The Sengwer community at Embobut has been dispersed, with most still living in their forests and glades high in the Cherangany Hills despite the evictions by the Government’s Kenya Forest Service (KFS). There they hide from the forest guards’ harassment, from having their now makeshift and temporary homes burnt and basic household property destroyed, as well as from being threatened with arrest despite the existence of a High Court injunction forbidding such harassment and evictions.

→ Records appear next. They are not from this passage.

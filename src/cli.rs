use std::path::PathBuf;

use clap::Parser;
use tracing::level_filters::LevelFilter;

use crate::batch::BatchOptions;
use crate::error::{MuxError, MuxResult};
use crate::muxer::MuxOptions;

#[derive(Parser, Debug, Clone)]
#[command(
    name = "motionmux",
    version,
    about = "Mux a still image and a video into a Motion Photo"
)]
pub struct Args {
    /// Image to use as the still
    #[arg(short = 'i', long)]
    pub input_image: Option<PathBuf>,

    /// Video to embed
    #[arg(short = 'm', long)]
    pub input_video: Option<PathBuf>,

    /// Output file (default: <image stem>.LIVE.<ext> next to the image)
    #[arg(short = 'f', long)]
    pub output_file: Option<PathBuf>,

    /// Mux every image/video pair in this directory
    #[arg(short = 'd', long)]
    pub input_directory: Option<PathBuf>,

    /// Directory to write the muxed files to
    #[arg(short = 'O', long)]
    pub output_directory: Option<PathBuf>,

    /// Descend into subdirectories of the input directory
    #[arg(short = 'r', long)]
    pub recursive: bool,

    /// Pair images and videos by their content identifier instead of by name
    #[arg(short = 'e', long)]
    pub exif_match: bool,

    /// Copy files that were not muxed to the output directory
    #[arg(short = 'c', long)]
    pub copy_unmuxed: bool,

    /// Skip pairs whose output already contains the video
    #[arg(short = 'n', long)]
    pub incremental: bool,

    /// Delete the video after muxing
    #[arg(long)]
    pub delete_video: bool,

    /// Keep the temporary XMP sidecar and image copy
    #[arg(short = 'k', long)]
    pub keep_temp: bool,

    /// Replace the input image with the muxed file
    #[arg(short = 'o', long)]
    pub overwrite: bool,

    /// Do not write the Motion Photo XMP directory
    #[arg(long)]
    pub no_xmp: bool,

    /// Number of worker threads in directory mode
    #[arg(short = 'j', long)]
    pub jobs: Option<usize>,

    /// Log debug output
    #[arg(short = 'v', long)]
    pub verbose: bool,

    /// ExifTool executable
    #[arg(long, env = "MOTIONMUX_EXIFTOOL", default_value = "exiftool")]
    pub exiftool: PathBuf,
}

#[derive(Debug, Clone, PartialEq, Eq)]
pub enum Mode {
    Single {
        image: PathBuf,
        video: PathBuf,
        options: MuxOptions,
    },
    Batch(BatchOptions),
}

impl Args {
    pub fn log_level(&self) -> LevelFilter {
        if self.verbose {
            LevelFilter::DEBUG
        } else {
            LevelFilter::INFO
        }
    }

    fn mux_options(&self) -> MuxOptions {
        MuxOptions {
            output_file: self.output_file.clone(),
            output_directory: self.output_directory.clone(),
            overwrite: self.overwrite,
            delete_video: self.delete_video,
            keep_temp: self.keep_temp,
            no_xmp: self.no_xmp,
        }
    }

    /// Check option combinations and pick the mode. Touches no files.
    pub fn mode(&self) -> MuxResult<Mode> {
        if let Some(input_directory) = &self.input_directory {
            if self.input_image.is_some() || self.input_video.is_some() {
                return Err(MuxError::ConflictingOptions(
                    "--input-directory cannot be combined with --input-image or --input-video",
                ));
            }
            let options = BatchOptions {
                input_directory: input_directory.clone(),
                output_directory: self.output_directory.clone(),
                recursive: self.recursive,
                exif_match: self.exif_match,
                copy_unmuxed: self.copy_unmuxed,
                incremental: self.incremental,
                jobs: self.jobs,
                mux: MuxOptions {
                    output_directory: None,
                    ..self.mux_options()
                },
            };
            options.validate()?;
            return Ok(Mode::Batch(options));
        }

        let (image, video) = match (&self.input_image, &self.input_video) {
            (Some(image), Some(video)) => (image.clone(), video.clone()),
            _ => {
                return Err(MuxError::MissingOption(
                    "--input-image and --input-video are both required without --input-directory",
                ))
            }
        };
        if self.copy_unmuxed || self.incremental {
            return Err(MuxError::ConflictingOptions(
                "--copy-unmuxed and --incremental need --input-directory",
            ));
        }
        let options = self.mux_options();
        options.validate()?;
        Ok(Mode::Single {
            image,
            video,
            options,
        })
    }
}

#[cfg(test)]
mod tests {
    use super::*;

    fn parse(args: &[&str]) -> Args {
        Args::try_parse_from(std::iter::once("motionmux").chain(args.iter().copied())).unwrap()
    }

    #[test]
    fn single_mode() {
        let args = parse(&["-i", "IMG.HEIC", "-m", "IMG.MOV", "-k", "--no-xmp"]);
        assert_eq!(args.exiftool, PathBuf::from("exiftool"));
        match args.mode().unwrap() {
            Mode::Single {
                image,
                video,
                options,
            } => {
                assert_eq!(image, PathBuf::from("IMG.HEIC"));
                assert_eq!(video, PathBuf::from("IMG.MOV"));
                assert!(options.keep_temp && options.no_xmp);
                assert!(!options.overwrite);
            }
            other => panic!("unexpected mode {:?}", other),
        }
    }

    #[test]
    fn batch_mode() {
        let args = parse(&["-d", "in", "-O", "out", "-r", "-c", "-n", "-e", "-j", "3"]);
        match args.mode().unwrap() {
            Mode::Batch(options) => {
                assert_eq!(options.input_directory, PathBuf::from("in"));
                assert_eq!(options.output_directory, Some(PathBuf::from("out")));
                assert!(options.recursive && options.copy_unmuxed);
                assert!(options.incremental && options.exif_match);
                assert_eq!(options.workers(), 3);
                assert_eq!(options.mux.output_directory, None);
            }
            other => panic!("unexpected mode {:?}", other),
        }
    }

    #[test]
    fn single_mode_needs_both_inputs() {
        let args = parse(&["-i", "IMG.HEIC"]);
        assert!(matches!(args.mode(), Err(MuxError::MissingOption(_))));
    }

    #[test]
    fn directory_excludes_single_inputs() {
        let args = parse(&["-d", "in", "-i", "IMG.HEIC"]);
        assert!(matches!(args.mode(), Err(MuxError::ConflictingOptions(_))));
    }

    #[test]
    fn output_file_excludes_overwrite() {
        let args = parse(&["-i", "a.jpg", "-m", "a.mp4", "-f", "b.jpg", "-o"]);
        assert!(matches!(args.mode(), Err(MuxError::ConflictingOptions(_))));
    }

    #[test]
    fn verbose_enables_debug() {
        assert_eq!(parse(&["-v"]).log_level(), LevelFilter::DEBUG);
        assert_eq!(parse(&[]).log_level(), LevelFilter::INFO);
    }
}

These evictions began in the colonial era, under the pretext of conservation, and despite the fact they have sustained their forest for millennia. Repeated evictions left the lands open to exploitation by those who have no interest in its survival. The only just and effective solution - securing ‘community tenure on conservation conditions’ - was presented by World Bank and IUCN community forestry experts at the Colloquium that brought communities and Government together in March 2015. This might seem ironic given the Bank’s role in enabling KFS to carry out such evictions, and given IUCN’s history of advising in favour of evictions. But the World Bank’s Inspection Panel had led it to think again, and IUCN has sought to rethink its approaches (see e.g. IUCN’s Whakatane Mechanism). Whether the Bank or IUCN sustain a rights based approach, or return to supporting the old approach if those with power seek to ignore Kenya’s 2010 Constitution, remains to be seen.

The Inspection Panel criticized the Bank-funded Natural Resource Management Project (which ran from 2007 to 2013 at Embobut and elsewhere) for being non-compliant with the Bank’s safeguard policies. It stated that the NRMP failed to adequately identify, address or mitigate the fact that the institution it was funding (KFS) was, and still remains, committed to eviction ‘before, during and after the conclusion of the NRMP’ (World Bank Inspection Panel Report: paragraph 27, Executive Summary).

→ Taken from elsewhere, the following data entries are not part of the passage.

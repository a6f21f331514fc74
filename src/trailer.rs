//! Samsung motion-photo trailer.
//!
//! The trailer is appended after the carrier image. It consists of the tag
//! records (`id ++ LE32(nameLen) ++ name ++ payload`) followed by the `SEFH`
//! index that lets readers find them from the end of the file. HEIC carriers
//! additionally wrap the video and the tag table in `mpvd`/`sefd` boxes,
//! because everything after the last top-level box must itself be a box.
//!
//! Building a trailer is two-phase. A [`Provisional`] trailer carries a
//! length-correct placeholder for `MotionPhoto_Data`, which is enough to
//! compute the padding/length fields that end up in the XMP directory. Once
//! the carrier image is final its size is passed to
//! [`SamsungTrailer::finalize`], which consumes the provisional trailer and
//! yields the only phase that can [`emit`](SamsungTrailer::emit) bytes.

use byteorder::{BigEndian, ByteOrder, LittleEndian};

use crate::catalog::{SamsungTag, CATALOG_LEN};
use crate::error::{MuxError, MuxResult};
use crate::media::ImageType;

pub const SEFH_MAGIC: &[u8; 4] = b"SEFH";
pub const SEFT_MAGIC: &[u8; 4] = b"SEFT";
pub const SEFH_VERSION: u32 = 107;

pub const MPVD_BOX: &[u8; 4] = b"mpvd";
pub const SEFD_BOX: &[u8; 4] = b"sefd";
/// Plain box header: BE32 size + fourcc.
pub const BOX_HEADER_LEN: usize = 8;

pub const VERSION_MARKER: &[u8; 4] = b"mpv3";
const DATA_MARKER: &[u8; 4] = b"mpv2";
const DATA_PLACEHOLDER: &[u8; 12] = b"mpv2___.___.";

/// Trailer still waiting for the final carrier size.
#[derive(Debug)]
pub struct Provisional;

/// Trailer whose offsets point into a carrier of known size.
#[derive(Debug)]
pub struct Finalized {
    image_size: u64,
}

#[derive(Debug, Clone)]
enum Slot {
    Bytes(Vec<u8>),
    /// The trailer's own video bytes, stored once.
    Video,
}

#[derive(Debug)]
pub struct SamsungTrailer<S = Provisional> {
    video: Vec<u8>,
    image_type: ImageType,
    slots: [Option<Slot>; CATALOG_LEN],
    state: S,
}

impl<S> SamsungTrailer<S> {
    pub fn image_type(&self) -> ImageType {
        self.image_type
    }

    pub fn video(&self) -> &[u8] {
        &self.video
    }

    pub fn is_active(&self, tag: SamsungTag) -> bool {
        self.slots[tag.index()].is_some()
    }

    pub fn payload(&self, tag: SamsungTag) -> Option<&[u8]> {
        self.slots[tag.index()].as_ref().map(|slot| match slot {
            Slot::Bytes(bytes) => bytes.as_slice(),
            Slot::Video => self.video.as_slice(),
        })
    }

    /// Active tags and their payloads, in catalog order.
    pub fn active(&self) -> impl Iterator<Item = (SamsungTag, &[u8])> + '_ {
        SamsungTag::ALL
            .iter()
            .filter_map(move |&tag| self.payload(tag).map(|payload| (tag, payload)))
    }

    pub fn active_count(&self) -> usize {
        self.slots.iter().filter(|slot| slot.is_some()).count()
    }

    /// Bytes from the end of the carrier image to the first byte of the
    /// `MotionPhoto_Data` payload, counted within the tag records.
    pub fn image_padding(&self) -> u64 {
        let mut size = 0;
        for (tag, payload) in self.active() {
            size += tag.header_len();
            if tag == SamsungTag::MotionPhotoData {
                return size as u64;
            }
            size += payload.len();
        }
        // MotionPhoto_Data is set in `new` and can never be cleared.
        unreachable!("MotionPhoto_Data missing from trailer")
    }

    /// Length of the tag records.
    pub fn tag_data_len(&self) -> usize {
        self.active()
            .map(|(tag, payload)| tag.header_len() + payload.len())
            .sum()
    }

    /// Length of the SEFH index including its trailing length word and `SEFT`.
    pub fn index_len(&self) -> usize {
        12 + 12 * self.active_count() + 8
    }

    /// Total trailer length. Independent of the phase, since the placeholder
    /// has the same length as the final `MotionPhoto_Data` payload.
    pub fn len(&self) -> usize {
        let tags = self.tag_data_len() + self.index_len();
        match self.image_type {
            ImageType::Heic => BOX_HEADER_LEN + self.video.len() + BOX_HEADER_LEN + tags,
            ImageType::Jpg => tags,
        }
    }

    pub fn is_empty(&self) -> bool {
        self.len() == 0
    }

    /// Value for the `MotionPhoto` item's `Length` in the XMP directory.
    pub fn video_size_for_directory(&self) -> u64 {
        self.len() as u64 - self.image_padding()
    }
}

impl SamsungTrailer<Provisional> {
    pub fn new(video: Vec<u8>, image_type: ImageType) -> Self {
        let mut slots: [Option<Slot>; CATALOG_LEN] = Default::default();
        slots[SamsungTag::MotionPhotoVersion.index()] =
            Some(Slot::Bytes(VERSION_MARKER.to_vec()));
        slots[SamsungTag::MotionPhotoData.index()] = Some(match image_type {
            ImageType::Heic => Slot::Bytes(DATA_PLACEHOLDER.to_vec()),
            ImageType::Jpg => Slot::Video,
        });
        Self {
            video,
            image_type,
            slots,
            state: Provisional,
        }
    }

    /// Activate a catalog tag with the given payload.
    pub fn set_tag(&mut self, tag: SamsungTag, payload: Vec<u8>) -> MuxResult<()> {
        if tag == SamsungTag::MotionPhotoData {
            return Err(MuxError::ReservedTag(tag.name()));
        }
        self.slots[tag.index()] = Some(Slot::Bytes(payload));
        Ok(())
    }

    pub fn clear_tag(&mut self, tag: SamsungTag) -> MuxResult<()> {
        if tag == SamsungTag::MotionPhotoData {
            return Err(MuxError::ReservedTag(tag.name()));
        }
        self.slots[tag.index()] = None;
        Ok(())
    }

    /// Fix the carrier size. For HEIC this rewrites `MotionPhoto_Data` with
    /// the absolute offset and size of the video inside the `mpvd` box.
    pub fn finalize(mut self, image_size: u64) -> MuxResult<SamsungTrailer<Finalized>> {
        let total = image_size + self.len() as u64;
        if self.len() as u64 > u64::from(u32::MAX) {
            return Err(MuxError::TrailerTooLarge(self.len() as u64));
        }

        if self.image_type == ImageType::Heic {
            let video_offset = image_size + BOX_HEADER_LEN as u64;
            let video_offset = u32::try_from(video_offset)
                .map_err(|_| MuxError::TrailerTooLarge(total))?;
            let video_size = u32::try_from(self.video.len())
                .map_err(|_| MuxError::TrailerTooLarge(self.video.len() as u64))?;

            let mut data = Vec::with_capacity(DATA_PLACEHOLDER.len());
            data.extend_from_slice(DATA_MARKER);
            push_be32(&mut data, video_offset);
            push_be32(&mut data, video_size);
            self.slots[SamsungTag::MotionPhotoData.index()] = Some(Slot::Bytes(data));
        }

        Ok(SamsungTrailer {
            video: self.video,
            image_type: self.image_type,
            slots: self.slots,
            state: Finalized { image_size },
        })
    }
}

impl SamsungTrailer<Finalized> {
    pub fn image_size(&self) -> u64 {
        self.state.image_size
    }

    /// Absolute offset of the video in the output file (HEIC only).
    pub fn video_offset(&self) -> Option<u64> {
        match self.image_type {
            ImageType::Heic => Some(self.state.image_size + BOX_HEADER_LEN as u64),
            ImageType::Jpg => None,
        }
    }

    /// Serialize the trailer.
    pub fn emit(&self) -> Vec<u8> {
        let mut tag_data = Vec::with_capacity(self.tag_data_len());
        let mut lengths = Vec::with_capacity(self.active_count());
        for (tag, payload) in self.active() {
            let start = tag_data.len();
            tag_data.extend_from_slice(&tag.id());
            push_le32(&mut tag_data, tag.name().len() as u32);
            tag_data.extend_from_slice(tag.name().as_bytes());
            tag_data.extend_from_slice(payload);
            lengths.push((tag, tag_data.len() - start));
        }

        let mut index = Vec::with_capacity(self.index_len());
        index.extend_from_slice(SEFH_MAGIC);
        push_le32(&mut index, SEFH_VERSION);
        push_le32(&mut index, lengths.len() as u32);
        // Offsets count back from the start of the index to the start of each tag.
        let mut remaining = tag_data.len();
        for (tag, len) in &lengths {
            index.extend_from_slice(&tag.id());
            push_le32(&mut index, remaining as u32);
            push_le32(&mut index, *len as u32);
            remaining -= len;
        }
        let index_len = index.len() as u32;
        push_le32(&mut index, index_len);
        index.extend_from_slice(SEFT_MAGIC);

        let mut out = Vec::with_capacity(self.len());
        match self.image_type {
            ImageType::Heic => {
                let inner = BOX_HEADER_LEN + tag_data.len() + index.len();
                let outer = BOX_HEADER_LEN + self.video.len() + inner;
                push_be32(&mut out, outer as u32);
                out.extend_from_slice(MPVD_BOX);
                out.extend_from_slice(&self.video);
                push_be32(&mut out, inner as u32);
                out.extend_from_slice(SEFD_BOX);
            }
            ImageType::Jpg => {}
        }
        out.extend_from_slice(&tag_data);
        out.extend_from_slice(&index);
        out
    }
}

fn push_le32(out: &mut Vec<u8>, value: u32) {
    let mut word = [0; 4];
    LittleEndian::write_u32(&mut word, value);
    out.extend_from_slice(&word);
}

fn push_be32(out: &mut Vec<u8>, value: u32) {
    let mut word = [0; 4];
    BigEndian::write_u32(&mut word, value);
    out.extend_from_slice(&word);
}

fn le32_at(bytes: &[u8], pos: usize) -> Option<u32> {
    bytes.get(pos..pos.checked_add(4)?).map(LittleEndian::read_u32)
}

/// One tag record located through the SEFH index of an existing file.
#[derive(Debug, Clone, PartialEq, Eq)]
pub struct TrailerRecord<'a> {
    pub id: [u8; 4],
    /// `None` for identifiers outside the catalog.
    pub tag: Option<SamsungTag>,
    pub name: &'a [u8],
    pub payload: &'a [u8],
    /// Absolute offset of the record in the scanned buffer.
    pub start: usize,
}

/// Read the SEFH index at the end of `bytes` and resolve every record it
/// lists. Returns `None` when the buffer does not end in a well-formed index.
pub fn decode(bytes: &[u8]) -> Option<Vec<TrailerRecord<'_>>> {
    if bytes.len() < 8 || &bytes[bytes.len() - 4..] != SEFT_MAGIC {
        return None;
    }
    let index_len = le32_at(bytes, bytes.len() - 8)? as usize;
    let index_start = bytes.len().checked_sub(8 + index_len)?;
    if bytes.get(index_start..index_start + 4)? != SEFH_MAGIC {
        return None;
    }
    let count = le32_at(bytes, index_start + 8)? as usize;
    if 12 + 12 * count > index_len {
        return None;
    }

    let mut records = Vec::with_capacity(count);
    for i in 0..count {
        let entry = index_start + 12 + 12 * i;
        let id: [u8; 4] = bytes.get(entry..entry + 4)?.try_into().ok()?;
        let offset = le32_at(bytes, entry + 4)? as usize;
        let len = le32_at(bytes, entry + 8)? as usize;

        let start = index_start.checked_sub(offset)?;
        let end = start.checked_add(len)?;
        if bytes.get(start..start + 4)? != id {
            return None;
        }
        let name_len = le32_at(bytes, start + 4)? as usize;
        let name_end = start + 8 + name_len;
        if name_end > end || end > index_start {
            return None;
        }
        records.push(TrailerRecord {
            id,
            tag: SamsungTag::from_id(id),
            name: &bytes[start + 8..name_end],
            payload: &bytes[name_end..end],
            start,
        });
    }
    Some(records)
}

/// Decode a finalized HEIC `MotionPhoto_Data` payload into
/// `(video_offset, video_size)`.
pub fn decode_heic_pointer(payload: &[u8]) -> Option<(u64, u64)> {
    if payload.len() != 12 || &payload[..4] != DATA_MARKER {
        return None;
    }
    let offset = BigEndian::read_u32(&payload[4..8]);
    let size = BigEndian::read_u32(&payload[8..12]);
    Some((u64::from(offset), u64::from(size)))
}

Kenya is progressing with a Forest and Conservation and Management Bill and a Community Land Bill, which are both at committee stage in Parliament, and which – depending on the outcome - could help reach a just and effective solution, or could run counter to the constitution and to conservation science. Meanwhile, the National Land Commission (NLC) has the chance to step forward and fulfil a key role it is tasked with by the Constitution, by addressing historical and current injustices against such communities.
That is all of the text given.